Dans une réponse envoyée par courrier électronique à Le bordAux questions de , une personne qui s'est identifiée uniquement comme « Dilip » a nié que le site utilisait des outils d'IA et a déclaré que le personnel avait tenté de contacter la famille du défunt. Lorsqu'on lui a demandé comment FreshersLive trouve et évalue les décès sur lesquels écrire, « Dilip » a répondu : « C'est hautement confidentiel. »

« Celui qui a inventé [the articles] – ils ne connaissaient pas Beth, ils ne savent rien d'elle », a déclaré Vastag Le bord. « Ils n'ont pas le droit de publier une nécrologie à son sujet. »

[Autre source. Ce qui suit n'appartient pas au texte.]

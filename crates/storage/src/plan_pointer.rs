// SPDX-License-Identifier: BUSL-1.1
// Copyright (c) 2026 Alfred Jean LLC

//! The active-plan pointer: a user-scoped state file naming which plan
//! unqualified commands operate on. Deliberately separate from the
//! lazily-created default/rolling plan — creating the default plan
//! never writes this pointer.

use grove_core::Error;
use std::path::{Path, PathBuf};

/// `GROVE_STATE_DIR` > `dirs::state_dir()` > `dirs::home_dir()/.local/state/grove`.
pub fn state_dir() -> Result<PathBuf, Error> {
    if let Ok(dir) = std::env::var("GROVE_STATE_DIR") {
        return Ok(PathBuf::from(dir));
    }
    dirs::state_dir()
        .or_else(|| dirs::home_dir().map(|h| h.join(".local/state")))
        .map(|p| p.join("grove"))
        .ok_or_else(|| Error::Io {
            path: PathBuf::from("~"),
            detail: "could not determine home directory".to_string(),
        })
}

/// Reads and writes `<state_dir>/active-plan`: a single line containing the
/// absolute path of the plan unqualified commands should target.
#[derive(Debug, Clone)]
pub struct ActivePlanPointer {
    path: PathBuf,
}

impl ActivePlanPointer {
    pub fn new(state_dir: impl Into<PathBuf>) -> Self {
        Self { path: state_dir.into().join("active-plan") }
    }

    pub fn load(&self) -> Result<Option<PathBuf>, Error> {
        match std::fs::read_to_string(&self.path) {
            Ok(content) => {
                let trimmed = content.trim();
                if trimmed.is_empty() {
                    Ok(None)
                } else {
                    Ok(Some(PathBuf::from(trimmed)))
                }
            }
            Err(e) if e.kind() == std::io::ErrorKind::NotFound => Ok(None),
            Err(e) => Err(Error::io(&self.path, e)),
        }
    }

    pub fn set(&self, plan_root: &Path) -> Result<(), Error> {
        if let Some(parent) = self.path.parent() {
            std::fs::create_dir_all(parent).map_err(|e| Error::io(parent, e))?;
        }
        let absolute = plan_root.canonicalize().unwrap_or_else(|_| plan_root.to_path_buf());
        crate::fs_atomic::write_atomic(&self.path, &format!("{}\n", absolute.display()))
    }

    pub fn unset(&self) -> Result<(), Error> {
        match std::fs::remove_file(&self.path) {
            Ok(()) => Ok(()),
            Err(e) if e.kind() == std::io::ErrorKind::NotFound => Ok(()),
            Err(e) => Err(Error::io(&self.path, e)),
        }
    }
}

#[cfg(test)]
#[path = "plan_pointer_tests.rs"]
mod tests;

La propre nécrologie de Vastag pour Mazur a été publiée le 12 janvier, quelques semaines après sa mort. Et même si les sites de spam étaient plus rapides, seule la nécrologie de Vastag indique la véritable personne qu'était Mazur.

Elle a travaillé dans la technologie avant de tomber malade. Au cours des derniers mois de sa vie, elle a également expérimenté des outils d'IA générative comme ChatGPT, a déclaré Vastag. Le bord. Elle était drôle et intelligente, et ses amis et collègues se souviennent d'elle comme d'une organisatrice visionnaire qui ne cherchait pas de reconnaissance pour son travail. Elle a planifié et organisé des soirées à thème pour des amis, a dansé à Burning Man et a aidé les patients à accéder aux soins et aux ressources. Bien entendu, aucune des nécrologies de spam ne mentionne ces faits.